The fibrosis observed in IPF is hypothesised to originate from an irregular wound healing response triggered by a loss of integrity in the alveolar epithelium followed by persistent profibrotic signals that fail to resolve. The microscopic presentation of IPF in diseased lung tissue is spatially and temporally heterogeneous. Regions of fibroblast accumulation and active matrix remodelling can exist between areas of normal-appearing lung and mature scar tissue. A complex mixture of resident and infiltrating cell types can be found in these distinct regions of remodelled lung. It is therefore important to develop a deeper understanding of IPF biology at a local level to better characterise the location and consequences of aberrant signalling processes.

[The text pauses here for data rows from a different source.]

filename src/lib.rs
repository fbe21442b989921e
pub mod adapters;
pub mod application;
pub mod domain;
pub mod infra;

// Test utilities (available in all builds for integration tests)
#[cfg(test)]
pub mod test_utils;

// Re-exports for shorter use statements.
pub use application::*;
pub use domain::*;
use async_trait::async_trait;
use sqlx::Row;
use uuid::Uuid;

use crate::{
    adapters::persistence::PostgresPersistence,
    app_error::{AppError, AppResult},
    domain::entities::agent::Agent,
    use_cases::agents::{AgentProfile, AgentRepo},
};

fn row_to_agent(row: sqlx::postgres::PgRow) -> Agent {
    Agent {
        id: row.get("id"),
        user_id: row.get("user_id"),
        organization_id: row.get("organization_id"),
        created_at: row.get("created_at"),
    }
}

fn row_to_profile(row: sqlx::postgres::PgRow) -> AgentProfile {
    AgentProfile {
        id: row.get("id"),
        user_id: row.get("user_id"),
        username: row.get("username"),
        email: row.get("email"),
        organization_id: row.get("organization_id"),
        created_at: row.get("created_at"),
    }
}

#[async_trait]
impl AgentRepo for PostgresPersistence {
    async fn create(&self, user_id: Uuid, organization_id: Uuid) -> AppResult<Agent> {
        let row = sqlx::query(
            r#"
            INSERT INTO agents (id, user_id, organization_id)
            VALUES ($1, $2, $3)
            RETURNING id, user_id, organization_id, created_at
            "#,
        )
        .bind(Uuid::new_v4())
        .bind(user_id)
        .bind(organization_id)
        .fetch_one(&self.pool)
        .await
        .map_err(AppError::from)?;

        Ok(row_to_agent(row))
    }

    async fn list(&self, organization_id: Uuid) -> AppResult<Vec<AgentProfile>> {
        let rows = sqlx::query(
            r#"
            SELECT a.id, a.user_id, u.username, u.email, a.organization_id, a.created_at
            FROM agents a
            JOIN users u ON u.id = a.user_id
            WHERE a.organization_id = $1
            ORDER BY u.username ASC
            "#,
        )
        .bind(organization_id)
        .fetch_all(&self.pool)
        .await
        .map_err(AppError::from)?;

        Ok(rows.into_iter().map(row_to_profile).collect())
    }

    async fn get(&self, organization_id: Uuid, agent_id: Uuid) -> AppResult<Option<AgentProfile>> {
        let row = sqlx::query(
            r#"
            SELECT a.id, a.user_id, u.username, u.email, a.organization_id, a.created_at
            FROM agents a
            JOIN users u ON u.id = a.user_id
            WHERE a.organization_id = $1 AND a.id = $2
            "#,
        )
        .bind(organization_id)
        .bind(agent_id)
        .fetch_optional(&self.pool)
        .await
        .map_err(AppError::from)?;

        Ok(row.map(row_to_profile))
    }

    async fn get_by_id(&self, agent_id: Uuid) -> AppResult<Option<Agent>> {
        let row = sqlx::query(
            "SELECT id, user_id, organization_id, created_at FROM agents WHERE id = $1",
        )
        .bind(agent_id)
        .fetch_optional(&self.pool)
        .await
        .map_err(AppError::from)?;

        Ok(row.map(row_to_agent))
    }

    async fn get_by_user(&self, user_id: Uuid) -> AppResult<Option<Agent>> {
        let row = sqlx::query(
            "SELECT id, user_id, organization_id, created_at FROM agents WHERE user_id = $1",
        )
        .bind(user_id)
        .fetch_optional(&self.pool)
        .await
        .map_err(AppError::from)?;

        Ok(row.map(row_to_agent))
    }

    async fn delete(&self, organization_id: Uuid, agent_id: Uuid) -> AppResult<()> {
        let result = sqlx::query("DELETE FROM agents WHERE organization_id = $1 AND id = $2")
            .bind(organization_id)
            .bind(agent_id)
            .execute(&self.pool)
            .await
            .map_err(AppError::from)?;

        if result.rows_affected() == 0 {
            return Err(AppError::NotFound);
        }
        Ok(())
    }
}
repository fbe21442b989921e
use uuid::Uuid;

#[derive(Debug, Clone, Copy, PartialEq, Eq)]
pub enum LeadSource {
    Youtube,
    Google,
    Newsletter,
}

impl LeadSource {
    pub fn as_str(&self) -> &'static str {
        match self {
            LeadSource::Youtube => "youtube",
            LeadSource::Google => "google",
            LeadSource::Newsletter => "newsletter",
        }
    }

    pub fn from_str(s: &str) -> Option<Self> {
        match s {
            "youtube" => Some(LeadSource::Youtube),
            "google" => Some(LeadSource::Google),
            "newsletter" => Some(LeadSource::Newsletter),
            _ => None,
        }
    }
}

/// A prospective contact. Agent and category assignment are both
/// optional and mutable; the organization is fixed at creation.
#[derive(Debug, Clone)]
pub struct Lead {
    pub id: Uuid,
    pub first_name: String,
    pub last_name: String,
    pub age: i32,
    pub phoned: bool,
    pub source: Option<LeadSource>,
    pub agent_id: Option<Uuid>,
    pub category_id: Option<Uuid>,
    pub organization_id: Uuid,
    /// Object keys in external blob storage; the API never touches the bytes.
    pub profile_picture: Option<String>,
    pub special_files: Option<String>,
    pub created_at: Option<chrono::NaiveDateTime>,
}
use uuid::Uuid;

/// What a user is allowed to do inside their organization. Exactly one
/// role per user; there is no flag pair to keep in sync.
#[derive(Debug, Clone, Copy, PartialEq, Eq)]
pub enum Role {
    Organizer,
    Agent,
}

impl Role {
    pub fn as_str(&self) -> &'static str {
        match self {
            Role::Organizer => "organizer",
            Role::Agent => "agent",
        }
    }

    pub fn from_str(s: &str) -> Self {
        match s {
            "agent" => Role::Agent,
            _ => Role::Organizer,
        }
    }
}

#[derive(Debug, Clone)]
pub struct User {
    pub id: Uuid,
    pub username: String,
    pub email: String,
    pub password_hash: String,
    pub role: Role,
    pub created_at: Option<chrono::NaiveDateTime>,
}
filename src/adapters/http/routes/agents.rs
use axum::{
    Json, Router,
    extract::{Path, State},
    http::StatusCode,
    response::IntoResponse,
    routing::get,
};
use axum_extra::extract::CookieJar;
use serde::{Deserialize, Serialize};
use uuid::Uuid;

use crate::{
    adapters::http::{app_state::AppState, routes::authenticate},
    app_error::AppResult,
    use_cases::agents::AgentProfile,
};

pub fn router() -> Router<AppState> {
    Router::new()
        .route("/", get(list_agents).post(create_agent))
        .route(
            "/{id}",
            get(get_agent).patch(update_agent).delete(delete_agent),
        )
}

#[derive(Deserialize)]
struct AgentPayload {
    username: String,
    email: String,
}

#[derive(Serialize)]
struct AgentResponse {
    id: Uuid,
    user_id: Uuid,
    username: String,
    email: String,
}

impl From<AgentProfile> for AgentResponse {
    fn from(agent: AgentProfile) -> Self {
        AgentResponse {
            id: agent.id,
            user_id: agent.user_id,
            username: agent.username,
            email: agent.email,
        }
    }
}

async fn list_agents(State(app_state): State<AppState>, jar: CookieJar) -> AppResult<impl IntoResponse> {
    let caller = authenticate(&jar, &app_state).await?;
    let agents = app_state.agent_use_cases.list_agents(&caller).await?;
    Ok(Json(
        agents.into_iter().map(AgentResponse::from).collect::<Vec<_>>(),
    ))
}

async fn get_agent(
    State(app_state): State<AppState>,
    jar: CookieJar,
    Path(id): Path<Uuid>,
) -> AppResult<impl IntoResponse> {
    let caller = authenticate(&jar, &app_state).await?;
    let agent = app_state.agent_use_cases.get_agent(&caller, id).await?;
    Ok(Json(AgentResponse::from(agent)))
}

async fn create_agent(
    State(app_state): State<AppState>,
    jar: CookieJar,
    Json(payload): Json<AgentPayload>,
) -> AppResult<impl IntoResponse> {
    let caller = authenticate(&jar, &app_state).await?;
    let agent = app_state
        .agent_use_cases
        .create_agent(&caller, &payload.username, &payload.email)
        .await?;
    Ok((StatusCode::CREATED, Json(AgentResponse::from(agent))))
}

async fn update_agent(
    State(app_state): State<AppState>,
    jar: CookieJar,
    Path(id): Path<Uuid>,
    Json(payload): Json<AgentPayload>,
) -> AppResult<impl IntoResponse> {
    let caller = authenticate(&jar, &app_state).await?;
    let agent = app_state
        .agent_use_cases
        .update_agent(&caller, id, &payload.username, &payload.email)
        .await?;
    Ok(Json(AgentResponse::from(agent)))
}

async fn delete_agent(
    State(app_state): State<AppState>,
    jar: CookieJar,
    Path(id): Path<Uuid>,
) -> AppResult<impl IntoResponse> {
    let caller = authenticate(&jar, &app_state).await?;
    app_state.agent_use_cases.delete_agent(&caller, id).await?;
    Ok(StatusCode::NO_CONTENT)
}
//! In-memory fakes and fixture factories for unit and HTTP-level tests.

pub mod app_state_builder;
pub mod factories;
pub mod mocks;

pub use app_state_builder::TestAppStateBuilder;
pub use factories::{
    agent_caller_for, create_test_lead_input, create_test_user, organizer_caller,
};
pub use mocks::{FailingEmailSender, InMemoryEmailSender, InMemoryStore, SentEmail};
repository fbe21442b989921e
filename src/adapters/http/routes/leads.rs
use axum::{
    Json, Router,
    extract::{Path, State},
    http::StatusCode,
    response::IntoResponse,
    routing::{get, post},
};
use axum_extra::extract::CookieJar;
use serde::{Deserialize, Serialize};
use uuid::Uuid;

use crate::{
    adapters::http::{app_state::AppState, routes::authenticate},
    app_error::{AppError, AppResult},
    domain::entities::lead::{Lead, LeadSource},
    use_cases::leads::LeadInput,
};

pub fn router() -> Router<AppState> {
    Router::new()
        .route("/", get(list_leads).post(create_lead))
        .route(
            "/{id}",
            get(get_lead).patch(update_lead).delete(delete_lead),
        )
        .route("/{id}/assign-agent", post(assign_agent))
        .route("/{id}/category", axum::routing::patch(update_category))
}

#[derive(Deserialize)]
struct LeadPayload {
    first_name: String,
    last_name: String,
    age: i32,
    #[serde(default)]
    phoned: bool,
    source: Option<String>,
    agent_id: Option<Uuid>,
    category_id: Option<Uuid>,
    profile_picture: Option<String>,
    special_files: Option<String>,
}

impl LeadPayload {
    fn into_input(self) -> AppResult<LeadInput> {
        Ok(LeadInput {
            first_name: self.first_name,
            last_name: self.last_name,
            age: self.age,
            phoned: self.phoned,
            source: parse_source(self.source.as_deref())?,
            agent_id: self.agent_id,
            category_id: self.category_id,
            profile_picture: self.profile_picture,
            special_files: self.special_files,
        })
    }
}

fn parse_source(source: Option<&str>) -> AppResult<Option<LeadSource>> {
    match source {
        None => Ok(None),
        Some(s) => LeadSource::from_str(s)
            .map(Some)
            .ok_or_else(|| AppError::InvalidInput(format!("Unknown lead source '{s}'"))),
    }
}

#[derive(Serialize)]
struct LeadResponse {
    id: Uuid,
    first_name: String,
    last_name: String,
    age: i32,
    phoned: bool,
    source: Option<&'static str>,
    agent_id: Option<Uuid>,
    category_id: Option<Uuid>,
    profile_picture: Option<String>,
    special_files: Option<String>,
}

impl From<Lead> for LeadResponse {
    fn from(lead: Lead) -> Self {
        LeadResponse {
            id: lead.id,
            first_name: lead.first_name,
            last_name: lead.last_name,
            age: lead.age,
            phoned: lead.phoned,
            source: lead.source.map(|s| s.as_str()),
            agent_id: lead.agent_id,
            category_id: lead.category_id,
            profile_picture: lead.profile_picture,
            special_files: lead.special_files,
        }
    }
}

#[derive(Serialize)]
struct LeadListResponse {
    leads: Vec<LeadResponse>,
    /// Present only for organizers.
    #[serde(skip_serializing_if = "Option::is_none")]
    unassigned: Option<Vec<LeadResponse>>,
}

async fn list_leads(State(app_state): State<AppState>, jar: CookieJar) -> AppResult<impl IntoResponse> {
    let caller = authenticate(&jar, &app_state).await?;
    let listing = app_state.lead_use_cases.list_leads(&caller).await?;
    Ok(Json(LeadListResponse {
        leads: listing.leads.into_iter().map(LeadResponse::from).collect(),
        unassigned: listing
            .unassigned
            .map(|leads| leads.into_iter().map(LeadResponse::from).collect()),
    }))
}

async fn get_lead(
    State(app_state): State<AppState>,
    jar: CookieJar,
    Path(id): Path<Uuid>,
) -> AppResult<impl IntoResponse> {
    let caller = authenticate(&jar, &app_state).await?;
    let lead = app_state.lead_use_cases.get_lead(&caller, id).await?;
    Ok(Json(LeadResponse::from(lead)))
}

async fn create_lead(
    State(app_state): State<AppState>,
    jar: CookieJar,
    Json(payload): Json<LeadPayload>,
) -> AppResult<impl IntoResponse> {
    let caller = authenticate(&jar, &app_state).await?;
    let lead = app_state
        .lead_use_cases
        .create_lead(&caller, payload.into_input()?)
        .await?;
    Ok((StatusCode::CREATED, Json(LeadResponse::from(lead))))
}

async fn update_lead(
    State(app_state): State<AppState>,
    jar: CookieJar,
    Path(id): Path<Uuid>,
    Json(payload): Json<LeadPayload>,
) -> AppResult<impl IntoResponse> {
    let caller = authenticate(&jar, &app_state).await?;
    let lead = app_state
        .lead_use_cases
        .update_lead(&caller, id, payload.into_input()?)
        .await?;
    Ok(Json(LeadResponse::from(lead)))
}

async fn delete_lead(
    State(app_state): State<AppState>,
    jar: CookieJar,
    Path(id): Path<Uuid>,
) -> AppResult<impl IntoResponse> {
    let caller = authenticate(&jar, &app_state).await?;
    app_state.lead_use_cases.delete_lead(&caller, id).await?;
    Ok(StatusCode::NO_CONTENT)
}

#[derive(Deserialize)]
struct AssignAgentPayload {
    agent_id: Uuid,
}

async fn assign_agent(
    State(app_state): State<AppState>,
    jar: CookieJar,
    Path(id): Path<Uuid>,
    Json(payload): Json<AssignAgentPayload>,
) -> AppResult<impl IntoResponse> {
    let caller = authenticate(&jar, &app_state).await?;
    let lead = app_state
        .lead_use_cases
        .assign_agent(&caller, id, payload.agent_id)
        .await?;
    Ok(Json(LeadResponse::from(lead)))
}

#[derive(Deserialize)]
struct CategoryUpdatePayload {
    category_id: Option<Uuid>,
}

async fn update_category(
    State(app_state): State<AppState>,
    jar: CookieJar,
    Path(id): Path<Uuid>,
    Json(payload): Json<CategoryUpdatePayload>,
) -> AppResult<impl IntoResponse> {
    let caller = authenticate(&jar, &app_state).await?;
    let lead = app_state
        .lead_use_cases
        .update_category(&caller, id, payload.category_id)
        .await?;
    Ok(Json(LeadResponse::from(lead)))
}
use axum::{Router, http};
use http::header::{AUTHORIZATION, CONTENT_TYPE};
use tower_http::{cors::CorsLayer, set_header::SetResponseHeaderLayer, trace::TraceLayer};
use uuid::Uuid;

use crate::adapters::{self, http::app_state::AppState};
use crate::infra::setup::init_tracing;

pub fn create_app(app_state: AppState) -> Router {
    init_tracing();

    let cors = CorsLayer::new()
        .allow_origin(app_state.config.cors_origin.clone())
        .allow_methods([
            http::Method::GET,
            http::Method::POST,
            http::Method::PATCH,
            http::Method::DELETE,
        ])
        .allow_headers([CONTENT_TYPE, AUTHORIZATION])
        .allow_credentials(true);

    Router::new()
        .nest("/api", adapters::http::routes::router())
        .with_state(app_state)
        .layer(cors)
        .layer(SetResponseHeaderLayer::if_not_present(
            http::header::X_CONTENT_TYPE_OPTIONS,
            http::HeaderValue::from_static("nosniff"),
        ))
        .layer(SetResponseHeaderLayer::if_not_present(
            http::header::X_FRAME_OPTIONS,
            http::HeaderValue::from_static("DENY"),
        ))
        .layer(
            TraceLayer::new_for_http().make_span_with(|request: &http::Request<_>| {
                let request_id = Uuid::new_v4();
                tracing::info_span!(
                    "http-request",
                    method = %request.method(),
                    uri = %request.uri(),
                    version = ?request.version(),
                    request_id = %request_id
                )
            }),
        )
}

A challenge in designing interventional clinical studies in IPF is the lack of a robust means of identifying and controlling for biological heterogeneity, and of selecting patients at risk for outcomes of interest. Non-invasive biomarkers that reflect the activity of specific pathways and aggregate fibrotic burden across a given patient's total lung tissue could be valuable tools in identifying stage of disease, and could aid in selecting treatments and monitoring biological responses to therapy. In this study we used gene expression profiling and histology to characterise pathological patterns that display heterogeneous expression levels within lung tissue from a population of patients with IPF, and identified systemic biomarkers related to these patterns that correspond to disease severity. The coordinated analyses of gene expression, histology and peripheral biomarkers provide the opportunity to integrate insight into IPF pathogenesis at multiple levels, with the potential to contribute to the development of novel therapies and diagnostics.